Methods: For our model, auditory scene is arranged in two attention-dependent streams: attended foreground, corresponding to the target, and unattended background, comprised of the remaining clutter. This acoustic mixture is processed using four main computational blocks, organized on a scale between bottom-up and top-down processes: glimpsed feature extraction, foreground-background segregation, state estimation, and top-down knowledge. Algorithmically, the model combines the salient periodicity- based feature extraction, sequential Monte Carlo sampling and statistical models of voice properties.
Results: We evaluated the model by comparing it with the data obtained in the psychoacoustic experiment, which measured the ability to track of one of two competing voices with time-varying
parameters (fundamental frequency (F0) and formants (F1,F2)). We tested three model versions, which differed in the segregation stage: version 1 segregates foreground and background based on oracle F0, version 2 uses estimated F0 and version 3 uses estimated F0 and oracle F1 and F2. Version 1 outperformed human listeners, version 2 was not sufficient and version 3 was closest to explaining human performance.
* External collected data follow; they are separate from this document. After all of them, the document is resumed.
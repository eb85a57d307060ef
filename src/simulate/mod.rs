//! Traffic simulator feeding the prediction log.

pub mod client;
pub mod service;

pub use client::PredictClient;
pub use service::{run_simulation, SimulationCfg, SimulationSummary};
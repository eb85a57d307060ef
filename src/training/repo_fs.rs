//! Filesystem artefact store and the run-id side channel.
//!
//! Layout under the tracking root:
//!
//! ```text
//! runs/<run_id>/model/artifact.json   checksummed envelope around the pipeline
//! runs/<run_id>/run.json              RunRecord
//! ```
//!
//! Artefacts are write-once: saving over an existing run fails.

use std::fs::{self, OpenOptions};
use std::io::{self, Write};
use std::path::{Path, PathBuf};

use serde::{Deserialize, Serialize};
use tracing::{debug, info};

use crate::common::error::{TaxiError, TaxiResult};
use crate::common::ids;

use super::domain::{ArtifactStore, ModelArtifact, ModelPipeline, RunId, RunRecord};

const ARTIFACT_FORMAT: &str = "taxi-duration/pipeline";
const ARTIFACT_FORMAT_VERSION: u32 = 1;

#[derive(Serialize, Deserialize)]
struct ArtifactEnvelope {
    format: String,
    format_version: u32,
    checksum: String,
    payload: String,
}

/// Persist artefacts and run records on the local filesystem.
#[derive(Clone, Debug)]
pub struct FsArtifactStore {
    root: PathBuf,
}

impl FsArtifactStore {
    pub fn new(root: impl Into<PathBuf>) -> Self {
        Self { root: root.into() }
    }

    /// Build a store from a tracking URI: `file://<path>` or a bare path.
    pub fn from_uri(uri: &str) -> TaxiResult<Self> {
        if let Some(path) = uri.strip_prefix("file://") {
            return Ok(Self::new(path));
        }
        if uri.contains("://") {
            return Err(TaxiError::Config(format!(
                "unsupported tracking uri {uri:?}; only file:// stores are available"
            )));
        }
        Ok(Self::new(uri))
    }

    pub fn root(&self) -> &Path {
        &self.root
    }

    fn run_dir(&self, run_id: &RunId) -> PathBuf {
        self.root.join("runs").join(run_id.as_str())
    }

    pub fn artifact_path(&self, run_id: &RunId) -> PathBuf {
        self.run_dir(run_id).join("model").join("artifact.json")
    }

    fn record_path(&self, run_id: &RunId) -> PathBuf {
        self.run_dir(run_id).join("run.json")
    }
}

impl ArtifactStore for FsArtifactStore {
    fn save(&self, run_id: &RunId, pipeline: &ModelPipeline) -> TaxiResult<String> {
        let path = self.artifact_path(run_id);
        let payload = serde_json::to_string(pipeline)
            .map_err(|e| TaxiError::corrupt(run_id.as_str(), e.to_string()))?;
        let envelope = ArtifactEnvelope {
            format: ARTIFACT_FORMAT.to_string(),
            format_version: ARTIFACT_FORMAT_VERSION,
            checksum: ids::checksum(payload.as_bytes()),
            payload,
        };
        let bytes = serde_json::to_vec(&envelope)
            .map_err(|e| TaxiError::corrupt(run_id.as_str(), e.to_string()))?;

        write_once(&path, &bytes)?;
        info!(run_id = %run_id, path = %path.display(), bytes = bytes.len(), "artifact saved");
        Ok(format!("file://{}", path.display()))
    }

    fn load(&self, run_id: &RunId) -> TaxiResult<ModelArtifact> {
        let path = self.artifact_path(run_id);
        let bytes = match fs::read(&path) {
            Ok(bytes) => bytes,
            Err(e) if e.kind() == io::ErrorKind::NotFound => {
                return Err(TaxiError::ArtifactNotFound(run_id.to_string()));
            }
            Err(e) => return Err(TaxiError::io(&path, e)),
        };

        let corrupt = |reason: String| TaxiError::corrupt(run_id.as_str(), reason);
        let envelope: ArtifactEnvelope =
            serde_json::from_slice(&bytes).map_err(|e| corrupt(format!("envelope: {e}")))?;
        if envelope.format != ARTIFACT_FORMAT {
            return Err(corrupt(format!("unexpected format {:?}", envelope.format)));
        }
        if envelope.format_version != ARTIFACT_FORMAT_VERSION {
            return Err(corrupt(format!(
                "unsupported format version {}",
                envelope.format_version
            )));
        }
        if ids::checksum(envelope.payload.as_bytes()) != envelope.checksum {
            return Err(corrupt("checksum mismatch".to_string()));
        }

        let pipeline: ModelPipeline = serde_json::from_str(&envelope.payload)
            .map_err(|e| corrupt(format!("payload: {e}")))?;
        pipeline.check().map_err(corrupt)?;

        debug!(run_id = %run_id, trees = pipeline.regressor.n_trees(), "artifact decoded");
        Ok(ModelArtifact {
            run_id: run_id.clone(),
            pipeline,
        })
    }

    fn save_run(&self, record: &RunRecord) -> TaxiResult<()> {
        let path = self.record_path(&record.run_id);
        let bytes = serde_json::to_vec_pretty(record)
            .map_err(|e| TaxiError::corrupt(record.run_id.as_str(), e.to_string()))?;
        write_once(&path, &bytes)
    }

    fn load_run(&self, run_id: &RunId) -> TaxiResult<RunRecord> {
        let path = self.record_path(run_id);
        let bytes = match fs::read(&path) {
            Ok(bytes) => bytes,
            Err(e) if e.kind() == io::ErrorKind::NotFound => {
                return Err(TaxiError::ArtifactNotFound(run_id.to_string()));
            }
            Err(e) => return Err(TaxiError::io(&path, e)),
        };
        serde_json::from_slice(&bytes)
            .map_err(|e| TaxiError::corrupt(run_id.as_str(), format!("run record: {e}")))
    }
}

/// Write `bytes` to a fresh sibling temp file, then rename into place.
/// Fails with `AlreadyExists` if `path` is already present.
fn write_once(path: &Path, bytes: &[u8]) -> TaxiResult<()> {
    if path.exists() {
        return Err(TaxiError::io(
            path,
            io::Error::new(io::ErrorKind::AlreadyExists, "artifacts are write-once"),
        ));
    }
    let dir = path.parent().unwrap_or_else(|| Path::new("."));
    fs::create_dir_all(dir).map_err(|e| TaxiError::io(dir, e))?;

    let tmp = path.with_extension("tmp");
    let mut file = OpenOptions::new()
        .create(true)
        .write(true)
        .truncate(true)
        .open(&tmp)
        .map_err(|e| TaxiError::io(&tmp, e))?;
    file.write_all(bytes)
        .and_then(|_| file.sync_all())
        .map_err(|e| TaxiError::io(&tmp, e))?;
    fs::rename(&tmp, path).map_err(|e| TaxiError::io(path, e))
}

/// Write the run-id side channel: one line, overwritten on every training run.
pub fn write_run_id(path: &Path, run_id: &RunId) -> TaxiResult<()> {
    if let Some(dir) = path.parent().filter(|d| !d.as_os_str().is_empty()) {
        fs::create_dir_all(dir).map_err(|e| TaxiError::io(dir, e))?;
    }
    fs::write(path, format!("{run_id}\n")).map_err(|e| TaxiError::io(path, e))
}

/// Read the run id written by the last training run.
pub fn read_run_id(path: &Path) -> TaxiResult<RunId> {
    match fs::read_to_string(path) {
        Ok(raw) if raw.trim().is_empty() => Err(TaxiError::ArtifactNotFound(format!(
            "empty run id file {}",
            path.display()
        ))),
        Ok(raw) => RunId::parse(&raw),
        Err(e) if e.kind() == io::ErrorKind::NotFound => Err(TaxiError::ArtifactNotFound(
            format!("missing run id file {}", path.display()),
        )),
        Err(e) => Err(TaxiError::io(path, e)),
    }
}

#[cfg(test)]
mod tests {
    use super::*;
    use crate::common::TaxiCode;
    use crate::features::{DictVectorizer, FeatureVector};
    use crate::training::regressor::{BoostParams, GradientBoostedTrees};

    fn fv(key: &str, d: f64) -> FeatureVector {
        FeatureVector {
            zone_pair_key: key.to_string(),
            trip_distance: d,
        }
    }

    fn pipeline() -> ModelPipeline {
        let corpus = vec![fv("1_2", 1.0), fv("1_2", 2.0), fv("3_4", 5.0), fv("3_4", 6.0)];
        let mut vectorizer = DictVectorizer::default();
        vectorizer.fit(&corpus);
        let rows = vectorizer.transform_all(&corpus);
        let params = BoostParams {
            n_estimators: 10,
            max_depth: 2,
            subsample: 1.0,
            ..BoostParams::default()
        };
        let regressor =
            GradientBoostedTrees::fit(&params, &rows, &[4.0, 6.0, 15.0, 17.0], vectorizer.n_features())
                .unwrap();
        ModelPipeline {
            vectorizer,
            regressor,
        }
    }

    #[test]
    fn round_trip_preserves_predictions() {
        let dir = tempfile::tempdir().unwrap();
        let store = FsArtifactStore::new(dir.path());
        let run_id = RunId::mint();
        let original = pipeline();
        let query = fv("3_4", 5.5);

        let uri = store.save(&run_id, &original).unwrap();
        assert!(uri.starts_with("file://"));
        let loaded = store.load(&run_id).unwrap();

        assert_eq!(loaded.run_id, run_id);
        assert_eq!(loaded.pipeline.predict(&query), original.predict(&query));
    }

    #[test]
    fn reloaded_pipeline_is_bit_identical() {
        let corpus: Vec<FeatureVector> = (0..400u32)
            .map(|i| {
                let key = format!("{}_{}", 1 + i % 17, 100 + i % 5);
                fv(&key, 0.37 + f64::from(i % 53) * 0.173 + f64::from(i) * 1e-3)
            })
            .collect();
        let targets: Vec<f64> = corpus
            .iter()
            .enumerate()
            .map(|(i, f)| 3.1 + f.trip_distance * 2.9 + (i % 7) as f64 * 0.61)
            .collect();
        let mut vectorizer = DictVectorizer::default();
        vectorizer.fit(&corpus);
        let rows = vectorizer.transform_all(&corpus);
        let params = BoostParams {
            n_estimators: 60,
            max_depth: 6,
            ..BoostParams::default()
        };
        let regressor =
            GradientBoostedTrees::fit(&params, &rows, &targets, vectorizer.n_features()).unwrap();
        let original = ModelPipeline {
            vectorizer,
            regressor,
        };

        let dir = tempfile::tempdir().unwrap();
        let store = FsArtifactStore::new(dir.path());
        let run_id = RunId::mint();
        store.save(&run_id, &original).unwrap();
        let loaded = store.load(&run_id).unwrap().pipeline;

        assert_eq!(loaded, original);
        for f in &corpus {
            assert_eq!(
                loaded.predict(f).to_bits(),
                original.predict(f).to_bits(),
                "{f:?}"
            );
        }
    }

    #[test]
    fn missing_run_is_not_found() {
        let dir = tempfile::tempdir().unwrap();
        let store = FsArtifactStore::new(dir.path());
        let err = store.load(&RunId::mint()).unwrap_err();
        assert_eq!(err.code(), TaxiCode::ArtifactNotFound);
    }

    #[test]
    fn tampered_payload_is_corrupt() {
        let dir = tempfile::tempdir().unwrap();
        let store = FsArtifactStore::new(dir.path());
        let run_id = RunId::mint();
        store.save(&run_id, &pipeline()).unwrap();

        let path = store.artifact_path(&run_id);
        let text = fs::read_to_string(&path).unwrap();
        fs::write(&path, text.replacen("1_2", "1_9", 1)).unwrap();
        assert_eq!(store.load(&run_id).unwrap_err().code(), TaxiCode::ArtifactCorrupt);

        fs::write(&path, b"not json").unwrap();
        assert_eq!(store.load(&run_id).unwrap_err().code(), TaxiCode::ArtifactCorrupt);
    }

    #[test]
    fn artifacts_are_write_once() {
        let dir = tempfile::tempdir().unwrap();
        let store = FsArtifactStore::new(dir.path());
        let run_id = RunId::mint();
        store.save(&run_id, &pipeline()).unwrap();
        assert_eq!(store.save(&run_id, &pipeline()).unwrap_err().code(), TaxiCode::Io);
    }

    #[test]
    fn tracking_uri_schemes() {
        assert_eq!(
            FsArtifactStore::from_uri("file:///tmp/mlruns").unwrap().root(),
            Path::new("/tmp/mlruns")
        );
        assert_eq!(FsArtifactStore::from_uri("mlruns").unwrap().root(), Path::new("mlruns"));
        assert!(FsArtifactStore::from_uri("http://localhost:5000").is_err());
    }

    #[test]
    fn run_id_side_channel() {
        let dir = tempfile::tempdir().unwrap();
        let path = dir.path().join("run_id.txt");
        assert_eq!(read_run_id(&path).unwrap_err().code(), TaxiCode::ArtifactNotFound);

        let run_id = RunId::mint();
        write_run_id(&path, &run_id).unwrap();
        assert_eq!(read_run_id(&path).unwrap(), run_id);

        fs::write(&path, "   \n").unwrap();
        assert_eq!(read_run_id(&path).unwrap_err().code(), TaxiCode::ArtifactNotFound);
    }
}
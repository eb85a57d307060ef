//! Tracing subscriber setup shared by every command.
//!
//! `RUST_LOG` controls filtering; the format comes from [`AppCfg::log_format`].

use tracing_subscriber::EnvFilter;

use super::config::{AppCfg, LogFormat};

/// Install the global subscriber. Safe to call more than once; later calls are ignored.
pub fn init_logging(cfg: &AppCfg) {
    let filter = EnvFilter::try_from_default_env()
        .unwrap_or_else(|_| EnvFilter::new("info,tower_http=info"));

    let result = match cfg.log_format {
        LogFormat::Text => tracing_subscriber::fmt()
            .with_env_filter(filter)
            .with_target(true)
            .try_init(),
        LogFormat::Json => tracing_subscriber::fmt()
            .json()
            .with_env_filter(filter)
            .with_current_span(false)
            .try_init(),
    };

    if result.is_err() {
        tracing::debug!("tracing subscriber already installed");
    }
}
//! Domain types for model training, run bookkeeping and artefact storage.

use std::collections::BTreeMap;
use std::fmt;

use chrono::{DateTime, Utc};
use serde::{Deserialize, Serialize};
use uuid::Uuid;

use crate::common::error::{TaxiError, TaxiResult};
use crate::features::{DictVectorizer, FeatureVector};

use super::regressor::{BoostParams, GradientBoostedTrees};

/// Opaque identifier of one completed training run and its artefact.
#[derive(Clone, Debug, Eq, PartialEq, Hash, Serialize, Deserialize)]
#[serde(try_from = "String", into = "String")]
pub struct RunId(String);

impl RunId {
    /// Mint a fresh identifier (32 lowercase hex characters).
    pub fn mint() -> Self {
        Self(Uuid::new_v4().simple().to_string())
    }

    /// Accept an externally supplied identifier. Only `[0-9A-Za-z_-]` is allowed
    /// since the identifier doubles as a directory name in the artefact store.
    pub fn parse(raw: &str) -> TaxiResult<Self> {
        let raw = raw.trim();
        let valid = !raw.is_empty()
            && raw
                .bytes()
                .all(|b| b.is_ascii_alphanumeric() || b == b'_' || b == b'-');
        if valid {
            Ok(Self(raw.to_string()))
        } else {
            Err(TaxiError::Config(format!("malformed run id {raw:?}")))
        }
    }

    pub fn as_str(&self) -> &str {
        &self.0
    }
}

impl fmt::Display for RunId {
    fn fmt(&self, f: &mut fmt::Formatter<'_>) -> fmt::Result {
        f.write_str(&self.0)
    }
}

impl TryFrom<String> for RunId {
    type Error = TaxiError;

    fn try_from(value: String) -> Result<Self, Self::Error> {
        RunId::parse(&value)
    }
}

impl From<RunId> for String {
    fn from(value: RunId) -> Self {
        value.0
    }
}

/// Encoder and regressor bundled as one unit; the only thing that is ever persisted.
#[derive(Clone, Debug, PartialEq, Serialize, Deserialize)]
pub struct ModelPipeline {
    pub vectorizer: DictVectorizer,
    pub regressor: GradientBoostedTrees,
}

impl ModelPipeline {
    /// Predicted duration in minutes for one encoded ride.
    pub fn predict(&self, features: &FeatureVector) -> f64 {
        self.regressor.predict(&self.vectorizer.transform(features))
    }

    pub fn predict_all(&self, features: &[FeatureVector]) -> Vec<f64> {
        features.iter().map(|f| self.predict(f)).collect()
    }

    /// Reject pipelines whose parts do not fit together.
    pub fn check(&self) -> Result<(), String> {
        if self.regressor.n_features() != self.vectorizer.n_features() {
            return Err(format!(
                "regressor expects {} features, vectorizer yields {}",
                self.regressor.n_features(),
                self.vectorizer.n_features()
            ));
        }
        self.regressor.check()
    }
}

/// Loaded, immutable artefact tagged with the run that produced it.
#[derive(Clone, Debug)]
pub struct ModelArtifact {
    pub run_id: RunId,
    pub pipeline: ModelPipeline,
}

/// Validation metrics recorded for a run.
#[derive(Copy, Clone, Debug, Default, PartialEq, Serialize, Deserialize)]
pub struct RunMetrics {
    pub rmse: f64,
    pub mae: f64,
    pub r2: f64,
}

/// Append-only record describing one training run.
#[derive(Clone, Debug, PartialEq, Serialize, Deserialize)]
pub struct RunRecord {
    pub run_id: RunId,
    pub created_at: DateTime<Utc>,
    pub experiment: String,
    pub hyperparameters: BTreeMap<String, String>,
    pub metrics: RunMetrics,
    pub train_rows: usize,
    pub val_rows: usize,
    pub artifact_uri: String,
}

/// Training job configuration.
#[derive(Clone, Debug)]
pub struct TrainConfig {
    pub experiment: String,
    pub params: BoostParams,
    pub val_fraction: f64,
    pub split_seed: u64,
    pub row_limit: Option<usize>,
}

impl Default for TrainConfig {
    fn default() -> Self {
        Self {
            experiment: "nyc-taxi-duration".to_string(),
            params: BoostParams::default(),
            val_fraction: 0.2,
            split_seed: 42,
            row_limit: Some(100_000),
        }
    }
}

/// Outcome of a successful training run.
#[derive(Clone, Debug)]
pub struct TrainOutcome {
    pub record: RunRecord,
    pub artifact: ModelArtifact,
}

/// Storage contract for artefacts and run records, addressed by run id.
pub trait ArtifactStore: Send + Sync {
    /// Persist the pipeline and return its URI.
    fn save(&self, run_id: &RunId, pipeline: &ModelPipeline) -> TaxiResult<String>;
    /// Load a pipeline; `ArtifactNotFound` if absent, `ArtifactCorrupt` if undecodable.
    fn load(&self, run_id: &RunId) -> TaxiResult<ModelArtifact>;
    fn save_run(&self, record: &RunRecord) -> TaxiResult<()>;
    fn load_run(&self, run_id: &RunId) -> TaxiResult<RunRecord>;
}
Conclusions: Results of version 1 show that optimally segregated salient periodicity-based features convey more information than needed to explain human performance. Hence, they are suitable for modeling attentive voice tracking. Results of version 2 and 3 showed that several parameter dimensions must be considered to successfully this task, supporting the idea that combination of features is used by the auditory system to track a chosen voice through acoustic space.